Et même si cela peut déranger certains, je continuerai à expliquer qu’on est plus cohérent à rester dans sa famille politique qu’à en partir, même si cette famille est dirigée par Laurent Wauquiez. À condition bien sûr d’en partager la vision politique et notamment sa volonté d’un régalien fort. À condition également que la ligne politique du parti ne tombe pas dans des excès de langage, ou pire, de fond, qui conduiraient à l’éclatement de la droite. Il est capital que notre famille politique reste un parti de gouvernement, un mouvement de proposition plus que d’opposition systématique ou de contestation incarnant le libéralisme conservateur républicain. Et j’y veillerai. Je reste donc totalement convaincue que c’est sur ces questions – nécessité d’un régalien fort et nécessité de ne pas tomber dans la démagogie – que vont s’opérer des césures idéologiques significatives.
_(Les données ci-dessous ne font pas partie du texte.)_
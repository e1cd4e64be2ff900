mod builtin;
mod file;
mod video_id;

pub use builtin::BuiltinCatalog;
pub use file::FileCatalog;
pub use video_id::extract_video_id;

use domain::CategoryMap;
use std::path::PathBuf;
use tracing::warn;

#[derive(Debug, thiserror::Error)]
pub enum CatalogError {
    #[error("failed to read catalog {path}: {source}")]
    Io {
        path: PathBuf,
        #[source]
        source: std::io::Error,
    },

    #[error("catalog is not valid JSON: {0}")]
    Json(#[from] serde_json::Error),

    #[error("entry {index} of category '{category}' has neither a video id nor a URL")]
    MissingVideoId { category: String, index: usize },
}

/// Where the category → video mapping comes from
///
/// Implementations only read; the mapping is never written back.
pub trait CatalogSource {
    fn load(&self) -> Result<CategoryMap, CatalogError>;
}

/// The id in `input`, or `input` itself when no id can be read from it. An
/// unreadable entry then comes back from the API as an unknown video instead
/// of failing the whole catalog.
pub(crate) fn id_or_raw_input(category: &str, input: &str) -> String {
    extract_video_id(input).unwrap_or_else(|| {
        warn!(category, input, "No video id in catalog entry, passing it through unchanged");
        input.trim().to_string()
    })
}
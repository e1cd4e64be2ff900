use std::time::Duration;
use url::Url;
use youtube_api::{ClientConfig, DEFAULT_API_BASE, DEFAULT_TIMEDTEXT_URL};

pub const API_KEY_VAR: &str = "YOUTUBE_API_KEY";
pub const API_BASE_VAR: &str = "YOUTUBE_API_BASE_URL";
pub const TIMEDTEXT_URL_VAR: &str = "YOUTUBE_TIMEDTEXT_URL";
pub const LANGUAGE_VAR: &str = "YOUTUBE_TRANSCRIPT_LANG";
pub const COMMENT_LIMIT_VAR: &str = "YOUTUBE_COMMENT_LIMIT";
pub const TIMEOUT_VAR: &str = "YOUTUBE_HTTP_TIMEOUT_SECS";

pub const DEFAULT_COMMENT_LIMIT: u32 = 10;
const DEFAULT_TIMEOUT_SECS: u64 = 30;

#[derive(Debug, thiserror::Error)]
pub enum ConfigError {
    #[error("YouTube API key not found: set YOUTUBE_API_KEY in the environment or .env")]
    MissingApiKey,

    #[error("invalid value '{value}' for {key}: {reason}")]
    InvalidValue {
        key: &'static str,
        value: String,
        reason: String,
    },
}

/// Settings for one run, read once at start-up and handed to the fetcher
#[derive(Debug, Clone)]
pub struct Config {
    pub client: ClientConfig,
    pub comment_limit: u32,
}

impl Config {
    pub fn from_env() -> Result<Self, ConfigError> {
        Self::from_lookup(|key| std::env::var(key).ok())
    }

    /// Build from any variable source; blank values count as unset
    pub fn from_lookup(lookup: impl Fn(&str) -> Option<String>) -> Result<Self, ConfigError> {
        let get = |key: &str| {
            lookup(key)
                .map(|value| value.trim().to_string())
                .filter(|value| !value.is_empty())
        };

        let api_key = get(API_KEY_VAR).ok_or(ConfigError::MissingApiKey)?;

        let mut client = ClientConfig::new(api_key);
        client.api_base = http_url(API_BASE_VAR, get(API_BASE_VAR), DEFAULT_API_BASE)?;
        client.timedtext_url =
            http_url(TIMEDTEXT_URL_VAR, get(TIMEDTEXT_URL_VAR), DEFAULT_TIMEDTEXT_URL)?;
        if let Some(language) = get(LANGUAGE_VAR) {
            client.language = language;
        }
        if let Some(raw) = get(TIMEOUT_VAR) {
            let secs = parse_in_range(TIMEOUT_VAR, &raw, 1, 3600)?;
            client.timeout = Duration::from_secs(secs);
        } else {
            client.timeout = Duration::from_secs(DEFAULT_TIMEOUT_SECS);
        }

        let comment_limit = match get(COMMENT_LIMIT_VAR) {
            Some(raw) => parse_in_range(COMMENT_LIMIT_VAR, &raw, 1, 100)? as u32,
            None => DEFAULT_COMMENT_LIMIT,
        };

        Ok(Self {
            client,
            comment_limit,
        })
    }
}

fn http_url(key: &'static str, value: Option<String>, default: &str) -> Result<String, ConfigError> {
    let Some(value) = value else {
        return Ok(default.to_string());
    };
    let invalid = |reason: String| ConfigError::InvalidValue {
        key,
        value: value.clone(),
        reason,
    };
    let url = Url::parse(&value).map_err(|e| invalid(e.to_string()))?;
    if !matches!(url.scheme(), "http" | "https") {
        return Err(invalid(format!("unsupported scheme '{}'", url.scheme())));
    }
    Ok(value.trim_end_matches('/').to_string())
}

fn parse_in_range(key: &'static str, raw: &str, min: u64, max: u64) -> Result<u64, ConfigError> {
    match raw.parse::<u64>() {
        Ok(n) if (min..=max).contains(&n) => Ok(n),
        _ => Err(ConfigError::InvalidValue {
            key,
            value: raw.to_string(),
            reason: format!("expected a whole number between {min} and {max}"),
        }),
    }
}
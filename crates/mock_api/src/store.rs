use std::collections::HashMap;
use std::sync::{Arc, RwLock};

/// A video the mock knows about. Videos that are absent from the store
/// behave like private or deleted ones.
#[derive(Debug, Clone)]
pub struct MockVideo {
    pub id: String,
    pub channel_id: String,
    pub title: String,
    pub description: String,
    pub channel_title: String,
    pub published_at: String,
    pub view_count: Option<u64>,
    pub like_count: Option<u64>,
    pub comment_count: Option<u64>,
}

impl MockVideo {
    pub fn new(id: impl Into<String>, title: impl Into<String>) -> Self {
        let id = id.into();
        Self {
            channel_id: format!("channel-{id}"),
            description: format!("Description of {id}"),
            id,
            title: title.into(),
            channel_title: "Mock Channel".to_string(),
            published_at: "2024-12-17T04:00:00Z".to_string(),
            view_count: Some(1000),
            like_count: Some(42),
            comment_count: Some(0),
        }
    }

    pub fn with_statistics(
        mut self,
        view_count: Option<u64>,
        like_count: Option<u64>,
        comment_count: Option<u64>,
    ) -> Self {
        self.view_count = view_count;
        self.like_count = like_count;
        self.comment_count = comment_count;
        self
    }
}

#[derive(Debug, Clone)]
pub struct MockComment {
    pub id: String,
    pub author: String,
    pub text: String,
    pub like_count: u64,
    pub published_at: String,
}

impl MockComment {
    pub fn new(author: impl Into<String>, text: impl Into<String>, like_count: u64) -> Self {
        let author = author.into();
        Self {
            id: format!("comment-{author}-{like_count}"),
            author,
            text: text.into(),
            like_count,
            published_at: "2024-12-17T05:00:00Z".to_string(),
        }
    }
}

#[derive(Debug, Clone)]
pub enum MockComments {
    Enabled(Vec<MockComment>),
    Disabled,
}

/// One caption cue as (start ms, duration ms, text)
pub type MockCue = (u64, u64, String);

#[derive(Debug, Clone)]
pub enum MockCaptions {
    Track {
        language: String,
        /// Auto-generated (`kind=asr`) rather than uploaded
        asr: bool,
        cues: Vec<MockCue>,
    },
    Disabled,
    /// Every request for the video gets this bare status
    Status(u16),
}

impl MockCaptions {
    pub fn uploaded(language: &str, cues: &[(u64, u64, &str)]) -> Self {
        Self::track(language, false, cues)
    }

    pub fn auto_generated(language: &str, cues: &[(u64, u64, &str)]) -> Self {
        Self::track(language, true, cues)
    }

    fn track(language: &str, asr: bool, cues: &[(u64, u64, &str)]) -> Self {
        MockCaptions::Track {
            language: language.to_string(),
            asr,
            cues: cues
                .iter()
                .map(|(start, duration, text)| (*start, *duration, text.to_string()))
                .collect(),
        }
    }
}

/// Storage seam for the mock endpoints
pub trait Store: Send + Sync {
    fn get_video(&self, id: &str) -> Option<MockVideo>;

    /// `None` when the video has no comment state, which is served as an
    /// empty thread list for known videos
    fn get_comments(&self, video_id: &str) -> Option<MockComments>;

    fn get_captions(&self, video_id: &str) -> Option<MockCaptions>;

    fn add_video(&self, video: MockVideo);

    fn set_comments(&self, video_id: &str, comments: MockComments);

    fn set_captions(&self, video_id: &str, captions: MockCaptions);
}

#[derive(Default)]
pub struct InMemoryStore {
    videos: Arc<RwLock<HashMap<String, MockVideo>>>,
    comments: Arc<RwLock<HashMap<String, MockComments>>>,
    captions: Arc<RwLock<HashMap<String, MockCaptions>>>,
}

impl InMemoryStore {
    pub fn new() -> Self {
        Self::default()
    }
}

impl Store for InMemoryStore {
    fn get_video(&self, id: &str) -> Option<MockVideo> {
        self.videos
            .read()
            .expect("Failed to acquire read lock on videos")
            .get(id)
            .cloned()
    }

    fn get_comments(&self, video_id: &str) -> Option<MockComments> {
        self.comments
            .read()
            .expect("Failed to acquire read lock on comments")
            .get(video_id)
            .cloned()
    }

    fn get_captions(&self, video_id: &str) -> Option<MockCaptions> {
        self.captions
            .read()
            .expect("Failed to acquire read lock on captions")
            .get(video_id)
            .cloned()
    }

    fn add_video(&self, video: MockVideo) {
        self.videos
            .write()
            .expect("Failed to acquire write lock on videos")
            .insert(video.id.clone(), video);
    }

    fn set_comments(&self, video_id: &str, comments: MockComments) {
        self.comments
            .write()
            .expect("Failed to acquire write lock on comments")
            .insert(video_id.to_string(), comments);
    }

    fn set_captions(&self, video_id: &str, captions: MockCaptions) {
        self.captions
            .write()
            .expect("Failed to acquire write lock on captions")
            .insert(video_id.to_string(), captions);
    }
}
use std::collections::HashSet;
use std::fs;
use std::path::Path;

use crate::error::{Result, VerdictError};

/// Stop words kept because they flip or modulate polarity
pub const DEFAULT_RETAINED: [&str; 6] = ["no", "not", "up", "down", "few", "more"];

/// Standard English stop-word list
pub const ENGLISH: &[&str] = &[
  "i", "me", "my", "myself", "we", "our", "ours", "ourselves", "you", "you're", "you've", "you'll",
  "you'd", "your", "yours", "yourself", "yourselves", "he", "him", "his", "himself", "she",
  "she's", "her", "hers", "herself", "it", "it's", "its", "itself", "they", "them", "their",
  "theirs", "themselves", "what", "which", "who", "whom", "this", "that", "that'll", "these",
  "those", "am", "is", "are", "was", "were", "be", "been", "being", "have", "has", "had",
  "having", "do", "does", "did", "doing", "a", "an", "the", "and", "but", "if", "or", "because",
  "as", "until", "while", "of", "at", "by", "for", "with", "about", "against", "between", "into",
  "through", "during", "before", "after", "above", "below", "to", "from", "up", "down", "in",
  "out", "on", "off", "over", "under", "again", "further", "then", "once", "here", "there",
  "when", "where", "why", "how", "all", "any", "both", "each", "few", "more", "most", "other",
  "some", "such", "no", "nor", "not", "only", "own", "same", "so", "than", "too", "very", "s",
  "t", "can", "will", "just", "don", "don't", "should", "should've", "now", "d", "ll", "m", "o",
  "re", "ve", "y", "ain", "aren", "aren't", "couldn", "couldn't", "didn", "didn't", "doesn",
  "doesn't", "hadn", "hadn't", "hasn", "hasn't", "haven", "haven't", "isn", "isn't", "ma",
  "mightn", "mightn't", "mustn", "mustn't", "needn", "needn't", "shan", "shan't", "shouldn",
  "shouldn't", "wasn", "wasn't", "weren", "weren't", "won", "won't", "wouldn", "wouldn't",
];

/// Stop-word set with the retained words already subtracted
#[derive(Debug, Clone, Default)]
pub struct StopWords {
  words: HashSet<String>,
}

impl StopWords {
  pub fn from_words<I, S, R, T>(words: I, retained: R) -> Self
  where
    I: IntoIterator<Item = S>,
    S: AsRef<str>,
    R: IntoIterator<Item = T>,
    T: AsRef<str>,
  {
    let retained: HashSet<String> = retained.into_iter().map(|w| w.as_ref().to_lowercase()).collect();
    let words = words
      .into_iter()
      .map(|w| w.as_ref().trim().to_lowercase())
      .filter(|w| !w.is_empty() && !retained.contains(w))
      .collect();

    Self { words }
  }

  /// Built-in English list minus `retained`
  pub fn english<R, T>(retained: R) -> Self
  where
    R: IntoIterator<Item = T>,
    T: AsRef<str>,
  {
    Self::from_words(ENGLISH.iter(), retained)
  }

  /// Load a one-word-per-line list such as `corpora/stopwords/english`
  pub fn from_file<R, T>(path: &Path, retained: R) -> Result<Self>
  where
    R: IntoIterator<Item = T>,
    T: AsRef<str>,
  {
    if !path.exists() {
      return Err(VerdictError::missing_resource("stopwords", path));
    }

    let content = fs::read_to_string(path)?;
    Ok(Self::from_words(content.lines(), retained))
  }

  pub fn contains(&self, word: &str) -> bool {
    self.words.contains(word)
  }

  pub fn len(&self) -> usize {
    self.words.len()
  }

  pub fn is_empty(&self) -> bool {
    self.words.is_empty()
  }
}

#[cfg(test)]
mod tests {
  use super::*;
  use std::io::Write;
  use tempfile::NamedTempFile;

  #[test]
  fn test_english_list_drops_retained_words() {
    let stopwords = StopWords::english(DEFAULT_RETAINED);

    assert!(stopwords.contains("the"));
    assert!(stopwords.contains("is"));
    for word in DEFAULT_RETAINED {
      assert!(!stopwords.contains(word), "{word} should be retained");
    }
    assert_eq!(stopwords.len(), ENGLISH.len() - DEFAULT_RETAINED.len());
  }

  #[test]
  fn test_from_file() -> anyhow::Result<()> {
    let mut file = NamedTempFile::new()?;
    writeln!(file, "the\nNot\n\n  a  ")?;

    let stopwords = StopWords::from_file(file.path(), ["not"])?;
    assert!(stopwords.contains("the"));
    assert!(stopwords.contains("a"));
    assert!(!stopwords.contains("not"));
    assert_eq!(stopwords.len(), 2);
    Ok(())
  }

  #[test]
  fn test_missing_file_is_fatal() {
    let err = StopWords::from_file(Path::new("/nonexistent/stopwords/english"), DEFAULT_RETAINED)
      .unwrap_err();
    assert!(err.is_fatal());
  }
}
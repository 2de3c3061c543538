//! The three interchangeable scoring backends.

use anyhow::Result;
use clap::ValueEnum;

use crate::categorize::BinaryFlag;
use crate::classifier::{create_classifier, Classification, ClassifierScorer};
use crate::config::Config;
use crate::generative::GenerativeBatchScorer;
use crate::lexicon::LexiconScorer;
use crate::normalize::Profile;
use crate::record::{Record, SentimentLabel};

/// Raw scorer output before categorization
#[derive(Debug, Clone, PartialEq)]
pub enum ScoreResult {
  /// Continuous score in [-1, 1]
  Compound(f64),
  Classified(Classification),
  Flag(BinaryFlag),
}

/// Per-text scoring, used by the backends that do not need batching
pub trait SentimentScorer: Send {
  fn score(&mut self, cleaned_text: &str) -> Result<ScoreResult>;
}

#[derive(Debug, Clone, Copy, PartialEq, Eq, ValueEnum)]
pub enum ScorerKind {
  Lexicon,
  Classifier,
  Generative,
}

impl ScorerKind {
  pub fn as_str(&self) -> &'static str {
    match self {
      ScorerKind::Lexicon => "lexicon",
      ScorerKind::Classifier => "classifier",
      ScorerKind::Generative => "generative",
    }
  }

  /// Lexicon lookup needs fully cleaned tokens; the models want natural text
  pub fn profile(&self) -> Profile {
    match self {
      ScorerKind::Lexicon => Profile::Full,
      ScorerKind::Classifier | ScorerKind::Generative => Profile::Light,
    }
  }
}

pub enum Scorer {
  Lexicon(LexiconScorer),
  Classifier(ClassifierScorer),
  Generative(GenerativeBatchScorer),
}

impl Scorer {
  pub fn from_config(kind: ScorerKind, config: &Config) -> Result<Self> {
    let scorer = match kind {
      ScorerKind::Lexicon => Scorer::Lexicon(LexiconScorer::load(&config.resources.lexicon)?),
      ScorerKind::Classifier => Scorer::Classifier(ClassifierScorer::new(create_classifier(&config.classifier)?)),
      ScorerKind::Generative => Scorer::Generative(GenerativeBatchScorer::from_config(&config.generative)?),
    };
    Ok(scorer)
  }

  pub fn kind(&self) -> ScorerKind {
    match self {
      Scorer::Lexicon(_) => ScorerKind::Lexicon,
      Scorer::Classifier(_) => ScorerKind::Classifier,
      Scorer::Generative(_) => ScorerKind::Generative,
    }
  }

  /// Score every record in order. The generative backend may return fewer
  /// records than it was given; the others return all of them.
  pub async fn score_records(&mut self, records: Vec<Record>) -> Vec<Record> {
    match self {
      Scorer::Lexicon(scorer) => score_each(scorer, records),
      Scorer::Classifier(scorer) => score_each(scorer, records),
      Scorer::Generative(scorer) => scorer.score_batches(records).await,
    }
  }
}

/// Score records one at a time. A failing record is logged and labelled
/// neutral; the rest of the run carries on.
pub fn score_each<S: SentimentScorer + ?Sized>(scorer: &mut S, mut records: Vec<Record>) -> Vec<Record> {
  for (i, record) in records.iter_mut().enumerate() {
    match scorer.score(record.cleaned_text()) {
      Ok(result) => record.apply(&result),
      Err(e) => {
        bentley::warn!("Scoring failed for record {} ({}): {:#}", i + 1, record.source_id, e);
        record.apply_fallback(SentimentLabel::Neutral);
      }
    }
  }
  records
}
C’est tout le défi de la droite et de Laurent Wauquiez que d’adopter une ligne ferme et résolue, sans tomber dans la caricature. Les Français sont intelligents, ils ne supporteraient pas que la droite devienne simpliste.
Entre ceux d’un côté qui pensent qu’il n’y a pas de problème d’intégration majeur dans notre pays et que côtoyer de plus en plus de femmes voilées n’est finalement en aucun cas un souci, et ceux qui pensent que la République a déjà trop accepté en la matière, le clivage se dévoile. Je suis catholique, croyante et mes enfants sont dans une école catholique, mais je suis aussi profondément attachée à la laïcité, gage du bien vivre ensemble, et à la lutte contre toute forme de communautarisme.
La lutte contre l’islam politique fait surgir d’autres césures idéologiques : entre ceux qui semblent minimiser la portée – ou qui sont accusés de les minimiser – des faits graves comme en juillet 2014 des « Mort aux juifs ! » scandés dans les rues de Paris, ou le 26 juillet 2016 un prêtre assassiné dans son église, et ceux qui revendiquent avec force, voire parfois véhémence, qu’il va falloir sortir la tête du sable et agir durement en la matière.
La question de l’identité, à laquelle je préfèrerais la notion de « défense de la Nation », reste un marqueur indiscutable entre la gauche sociale démocrate et la droite. Et c’est notamment sur cette question que je me sens profondément de droite. Mais Emmanuel Macron n’a pas fini de nous surprendre et peut‐être osera‐t‐il sur cette question majeure « droitiser » sa position ? À titre personnel, j’aspire profondément à une plus grande responsabilité d’Emmanuel Macron sur ces sujets dans l’intérêt de notre pays car l’hystérisation du débat est telle qu’il est devenu si difficile à un acteur de droite de porter ces questions. J’en viens même à envier Manuel Valls qui va loin dans son expression mais qui évite les caricatures ou les diabolisations auxquelles la droite doit, elle, systématiquement faire face. Mais concernant le gouvernement actuel, je suis malheureusement pessimiste en la matière. Lorsqu’Emmanuel Macron parle du risque de « laïcité radicalisée », je suis heureuse de voir que même Manuel Valls critique de façon virulente ces propos en affirmant tout simplement que « le danger de la société française, ce n’est pas la laïcité radicalisée, mais l’islam radical ».